There’s no one out there that knows my background properly. I have never spoken about it because I kept that private. But, when others start referring to me as a monster etc, I have to put things straight. I am not a monster. I’m a person in private that no one out there would understand. That doesn’t mean that I’m weird. Everyone is different and no one has the right to judge me. I talk about a lot of things but there’s huge chunks of me I do not show to anybody. I don’t trust anyone so I keep most of who I am away from public blogs. I may seem very open, but I am not. That isn’t for any sinister reasons. I’m just not comfortable. That maybe the reason why I’ve never dated anyone properly long term because I’m actually quite self conscious about letting people past my inner self. It’s most likely about being rejected emotionally by my mother.
My behaviour problems may have also have been subconsciously about keeping people away from the inner me. I literally feel intense fear and anxiety when others have tried to get to know me. I feel fear when people ask me questions about myself. I feel really uncomfortable. There’s a part of me that wants to let others in, but it doesn’t win over the other much stronger part. I don’t want to be alone my entire life but that side of me is too strong to fight.
The Gym and trying to keep my weight down is due to being bullied at school for how I looked. I was also a chubby child because of my epilepsy medication. I hated it. I don’t really like make up but I wear a little bit when I’m going somewhere. I do have foundation and powder but I don’t like wearing it because I hate having my face covered. It feels really clingy and like I have things stuck to my face.
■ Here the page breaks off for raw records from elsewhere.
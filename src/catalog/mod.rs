//! Documentation catalog wiring.
//!
//! A catalog is the immutable group → section → entry tree behind one
//! generated documentation page. `model` loads it from JSON, `index`
//! validates ordering invariants and resolves anchor paths, and
//! `repository` holds several catalogs keyed by page.

pub mod identity;
pub mod index;
pub mod model;
pub mod repository;

pub use identity::{CatalogKey, Order, Presentation};
pub use index::{AnchorTarget, CatalogIndex};
pub use model::{
    Catalog, Entry, Group, LoadOptions, Section, load_catalog_from_path, load_catalog_from_str,
    load_catalog_from_value,
};
pub use repository::CatalogRepository;
#[cfg(test)]
mod tests {
    use super::*;
    use serde_json::json;

    fn load(value: Value) -> Result<Catalog, CatalogError> {
        load_catalog_from_value(value, "test", &LoadOptions::default())
    }

    #[test]
    fn grouped_file_with_one_group_is_single_group() {
        let catalog = load(json!({
            "key": "admin",
            "groups": [{
                "name": "default",
                "order": "1",
                "list": [{
                    "alias": "AdminController",
                    "order": "1",
                    "link": "admin_api",
                    "desc": "Admin API",
                    "list": [{
                        "order": "1",
                        "deprecated": "false",
                        "url": "http://localhost:9010/kaleido-admin/admin",
                        "desc": "update admin"
                    }]
                }]
            }]
        }))
        .unwrap();

        assert_eq!(catalog.key, CatalogKey("admin".into()));
        assert_eq!(catalog.presentation, Presentation::SingleGroup);
        let entry = &catalog.groups[0].sections[0].entries[0];
        assert_eq!(
            entry.url.as_deref(),
            Some("http://localhost:9010/kaleido-admin/admin")
        );
        assert!(!entry.is_deprecated());
    }

    #[test]
    fn flat_file_is_wrapped_in_implicit_group() {
        let catalog = load(json!({
            "key": "rpc",
            "sections": [
                {"alias": "Add dependency", "order": "1", "link": "add_dependency", "desc": "Add dependency", "list": []},
                {"alias": "IRpcAdminAuthService", "order": "2", "link": "admin_rpc", "desc": "Admin RPC",
                 "list": [{"order": "1", "desc": "register admin"}]}
            ]
        }))
        .unwrap();

        assert_eq!(catalog.presentation, Presentation::SingleGroup);
        assert_eq!(catalog.groups.len(), 1);
        assert_eq!(catalog.groups[0].name, "");
        assert_eq!(catalog.groups[0].order.as_str(), "1");
        assert_eq!(catalog.section_count(), 2);
        let entry = &catalog.groups[0].sections[1].entries[0];
        assert_eq!(entry.url, None);
        assert_eq!(entry.deprecated, "false");
    }

    #[test]
    fn missing_or_null_lists_default_to_empty() {
        let catalog = load(json!({
            "groups": [
                {"name": "alpha", "order": "1", "list": null},
                {"name": "beta", "order": "2", "list": [
                    {"alias": "A", "order": "1", "link": "a", "desc": "A"}
                ]}
            ]
        }))
        .unwrap();

        assert_eq!(catalog.presentation, Presentation::MultiGroup);
        assert!(catalog.groups[0].sections.is_empty());
        assert!(catalog.groups[1].sections[0].entries.is_empty());
        assert_eq!(catalog.key, CatalogKey("default".into()));
    }

    #[test]
    fn boolean_deprecation_flags_are_normalized() {
        let catalog = load(json!({
            "sections": [{"order": "1", "link": "x", "desc": "X", "list": [
                {"order": "1", "deprecated": true, "desc": "old"},
                {"order": "2", "deprecated": false, "desc": "new"}
            ]}]
        }))
        .unwrap();
        let entries = &catalog.groups[0].sections[0].entries;
        assert!(entries[0].is_deprecated());
        assert_eq!(entries[1].deprecated, "false");
    }

    #[test]
    fn conflicting_shapes_are_rejected() {
        let err = load(json!({"groups": [], "sections": []})).unwrap_err();
        assert!(err.is_shape_error());

        let err = load(json!({
            "presentation": "single_group",
            "groups": [
                {"name": "a", "order": "1"},
                {"name": "b", "order": "2"}
            ]
        }))
        .unwrap_err();
        assert!(err.is_shape_error());
    }

    #[test]
    fn flat_file_rejects_multi_group_presentation() {
        let err = load(json!({
            "presentation": "multi_group",
            "sections": [{"order": "1", "link": "x", "desc": "X"}]
        }))
        .unwrap_err();
        assert!(err.is_shape_error());
        assert!(err.to_string().contains("multi_group"), "{err}");
    }

    #[test]
    fn missing_file_is_an_io_error_naming_the_path() {
        let dir = tempfile::TempDir::new().unwrap();
        let path = dir.path().join("absent.json");
        let err = load_catalog_from_path(&path, &LoadOptions::default()).unwrap_err();
        assert!(matches!(err, CatalogError::Io { .. }));
        assert!(err.to_string().contains("absent.json"), "{err}");
    }

    #[test]
    fn constructor_promotes_single_group_with_many_groups() {
        let groups = vec![Group::new("a", "1", Vec::new()), Group::new("b", "2", Vec::new())];
        let catalog = Catalog::new(CatalogKey("two".into()), Presentation::SingleGroup, groups);
        assert_eq!(catalog.presentation, Presentation::MultiGroup);

        let one = Catalog::new(
            CatalogKey("one".into()),
            Presentation::SingleGroup,
            vec![Group::new("a", "1", Vec::new())],
        );
        assert_eq!(one.presentation, Presentation::SingleGroup);
    }

    #[test]
    fn syntax_errors_are_parse_errors() {
        let err = load_catalog_from_str("{\"groups\": [", "broken", &LoadOptions::default())
            .unwrap_err();
        assert!(matches!(err, CatalogError::Parse { .. }));
    }

    #[test]
    fn fallback_key_applies_when_file_has_none() {
        let options = LoadOptions {
            fallback_key: Some(CatalogKey("wardrobe".into())),
            ..Default::default()
        };
        let catalog = load_catalog_from_value(json!({"groups": []}), "test", &options).unwrap();
        assert_eq!(catalog.key, CatalogKey("wardrobe".into()));
        assert!(catalog.is_empty());
    }
}
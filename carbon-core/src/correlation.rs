use serde::{Deserialize, Serialize};
use std::collections::HashMap;
use std::fmt;
use uuid::Uuid;

use crate::DecodeError;

/// Opaque 128-bit identifier tying a response to the request it answers.
#[derive(Clone, Copy, Debug, PartialEq, Eq, Hash, Serialize, Deserialize)]
pub struct CorrelationId([u8; 16]);

impl CorrelationId {
    /// Random (v4) identifier.
    pub fn new() -> Self {
        CorrelationId(*Uuid::new_v4().as_bytes())
    }

    pub fn from_bytes(bytes: [u8; 16]) -> Self {
        CorrelationId(bytes)
    }

    /// Parse the raw bytes handed back by a shell.
    pub fn from_slice(bytes: &[u8]) -> Result<Self, DecodeError> {
        let raw: [u8; 16] = bytes
            .try_into()
            .map_err(|_| DecodeError::InvalidCorrelationId { len: bytes.len() })?;
        Ok(CorrelationId(raw))
    }

    pub fn as_bytes(&self) -> &[u8; 16] {
        &self.0
    }
}

impl Default for CorrelationId {
    fn default() -> Self {
        Self::new()
    }
}

impl fmt::Display for CorrelationId {
    fn fmt(&self, f: &mut fmt::Formatter<'_>) -> fmt::Result {
        fmt::Display::fmt(&Uuid::from_bytes(self.0), f)
    }
}

/// Identifies one causal chain: the requests descending from a single event.
#[derive(Clone, Copy, Debug, PartialEq, Eq, Hash, PartialOrd, Ord)]
pub struct ChainId(pub u64);

impl fmt::Display for ChainId {
    fn fmt(&self, f: &mut fmt::Formatter<'_>) -> fmt::Result {
        write!(f, "chain-{}", self.0)
    }
}

struct Entry<T> {
    chain: ChainId,
    value: T,
}

/// Outstanding requests, keyed by correlation id and grouped by chain.
///
/// Each id resolves at most once; a second `resolve` of the same id returns
/// `None`, as does any id that was never registered here.
pub struct CorrelationRegistry<T> {
    outstanding: HashMap<CorrelationId, Entry<T>>,
    chains: HashMap<ChainId, usize>,
}

impl<T> CorrelationRegistry<T> {
    pub fn new() -> Self {
        Self {
            outstanding: HashMap::new(),
            chains: HashMap::new(),
        }
    }

    /// A fresh id that is not currently outstanding.
    pub fn issue(&self) -> CorrelationId {
        loop {
            let id = CorrelationId::new();
            if !self.outstanding.contains_key(&id) {
                return id;
            }
        }
    }

    /// Track `id` as outstanding in `chain`. Returns false (and keeps the
    /// existing entry) if the id is already outstanding.
    pub fn register(&mut self, id: CorrelationId, chain: ChainId, value: T) -> bool {
        if self.outstanding.contains_key(&id) {
            return false;
        }
        self.outstanding.insert(id, Entry { chain, value });
        *self.chains.entry(chain).or_insert(0) += 1;
        true
    }

    /// Remove `id`, returning its chain and payload if it was outstanding.
    pub fn resolve(&mut self, id: &CorrelationId) -> Option<(ChainId, T)> {
        let Entry { chain, value } = self.outstanding.remove(id)?;
        if let Some(count) = self.chains.get_mut(&chain) {
            *count = count.saturating_sub(1);
            if *count == 0 {
                self.chains.remove(&chain);
            }
        }
        Some((chain, value))
    }

    pub fn get(&self, id: &CorrelationId) -> Option<&T> {
        self.outstanding.get(id).map(|entry| &entry.value)
    }

    pub fn chain_of(&self, id: &CorrelationId) -> Option<ChainId> {
        self.outstanding.get(id).map(|entry| entry.chain)
    }

    pub fn is_outstanding(&self, id: &CorrelationId) -> bool {
        self.outstanding.contains_key(id)
    }

    pub fn outstanding_in(&self, chain: ChainId) -> usize {
        self.chains.get(&chain).copied().unwrap_or(0)
    }

    /// Ids currently awaiting a response, in no particular order.
    pub fn ids(&self) -> impl Iterator<Item = &CorrelationId> {
        self.outstanding.keys()
    }

    pub fn len(&self) -> usize {
        self.outstanding.len()
    }

    pub fn is_empty(&self) -> bool {
        self.outstanding.is_empty()
    }

    pub fn clear(&mut self) {
        self.outstanding.clear();
        self.chains.clear();
    }
}

impl<T> Default for CorrelationRegistry<T> {
    fn default() -> Self {
        Self::new()
    }
}
use reqwest::header::{HeaderName, HeaderValue};
use reqwest::{Client, Method};
use serde::{Deserialize, Serialize};
use std::time::Duration;

use crate::{HttpError, HttpHeader, HttpRequest, HttpResponse, HttpResult};

#[derive(Clone, Debug, PartialEq, Eq, Serialize, Deserialize)]
#[serde(default)]
pub struct HttpConfig {
    pub timeout_ms: u64,
    pub user_agent: String,
}

impl Default for HttpConfig {
    fn default() -> Self {
        Self {
            timeout_ms: 10_000,
            user_agent: concat!("carbon/", env!("CARGO_PKG_VERSION")).to_string(),
        }
    }
}

/// Executes [`HttpRequest`]s with reqwest. Every failure comes back as an
/// [`HttpError`]; non-2xx statuses are returned as ordinary responses.
#[derive(Clone, Debug)]
pub struct HttpManager {
    client: Client,
    config: HttpConfig,
}

impl HttpManager {
    pub fn new(config: HttpConfig) -> Result<Self, HttpError> {
        let client = Client::builder()
            .timeout(Duration::from_millis(config.timeout_ms))
            .user_agent(config.user_agent.clone())
            .build()
            .map_err(|err| HttpError::Transport(err.to_string()))?;
        Ok(Self { client, config })
    }

    pub fn config(&self) -> &HttpConfig {
        &self.config
    }

    pub async fn execute(&self, request: HttpRequest) -> HttpResult {
        let method = Method::from_bytes(request.method.as_bytes())
            .map_err(|_| HttpError::InvalidRequest(format!("method `{}`", request.method)))?;
        let mut builder = self.client.request(method, &request.url);
        for HttpHeader { name, value } in &request.headers {
            let name = HeaderName::from_bytes(name.as_bytes())
                .map_err(|_| HttpError::InvalidRequest(format!("header name `{name}`")))?;
            let value = HeaderValue::from_str(value)
                .map_err(|_| HttpError::InvalidRequest(format!("header value for `{name}`")))?;
            builder = builder.header(name, value);
        }
        if !request.body.is_empty() {
            builder = builder.body(request.body);
        }

        tracing::debug!(method = %request.method, url = %request.url, "http request");
        let response = builder.send().await.map_err(|err| self.classify(err))?;

        let status = response.status().as_u16();
        let headers = response
            .headers()
            .iter()
            .filter_map(|(name, value)| {
                Some(HttpHeader {
                    name: name.as_str().to_string(),
                    value: value.to_str().ok()?.to_string(),
                })
            })
            .collect();
        let body = response
            .bytes()
            .await
            .map_err(|err| HttpError::Body(err.to_string()))?
            .to_vec();

        tracing::debug!(status, bytes = body.len(), url = %request.url, "http response");
        Ok(HttpResponse {
            status,
            headers,
            body,
        })
    }

    fn classify(&self, err: reqwest::Error) -> HttpError {
        if err.is_timeout() {
            HttpError::Timeout(self.config.timeout_ms)
        } else if err.is_builder() {
            HttpError::InvalidRequest(err.to_string())
        } else {
            HttpError::Transport(err.to_string())
        }
    }
}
I actually get headaches if I wear too much make up. I don’t know if that is a sensory aspect of my Asperger’s. I can hear more than the average person. I can hear the electric cables power sound when it’s quiet at night. To my ears there’s nothing that stays background noise. I can hear it all at the same intensity. That is why I have my headphones with music on when I go out. I can still hear the traffic noises etc over it unless I have it loud (which I obviously can’t because it would hurt my ears). I only have one working eye. The working one isn’t brilliant because I have to have glasses for reading. I can see distance fine. The lazy eye is still able to see but slightly unfocused. That runs in my family on my dad’s side so I inherited that. I am very particular with what I eat. I like the foods that I like and am reluctant to try new things. It makes it easier if invited out for a meal because I will always have the exact same thing. I do have daily habits like going the shop after I wake up for a Pepsi max either on the way to where I’m going or just to the shop and back on days I’m not going anywhere.
I’m fed up of people assuming that I don’t have my diagnosis. As I said before, I don’t talk about a lot of my daily life. And when I have gone into personal territory it’s purely been because things were really making my life difficult and I went my gp but they weren’t that helpful. Luckily, those personal things sorted themselves out but I only talk about things when I absolutely need to. If I’m talking about things then it’s because they’ve built up to such a level I cannot hold them in any longer. They say that you have to tell someone if you’re struggling but I always get punished for it.
I have to go because I’m still feeling exhausted and just want to rest. I just wanted to explain that there is more to me than the things being spread. And that doesn’t make me a monster.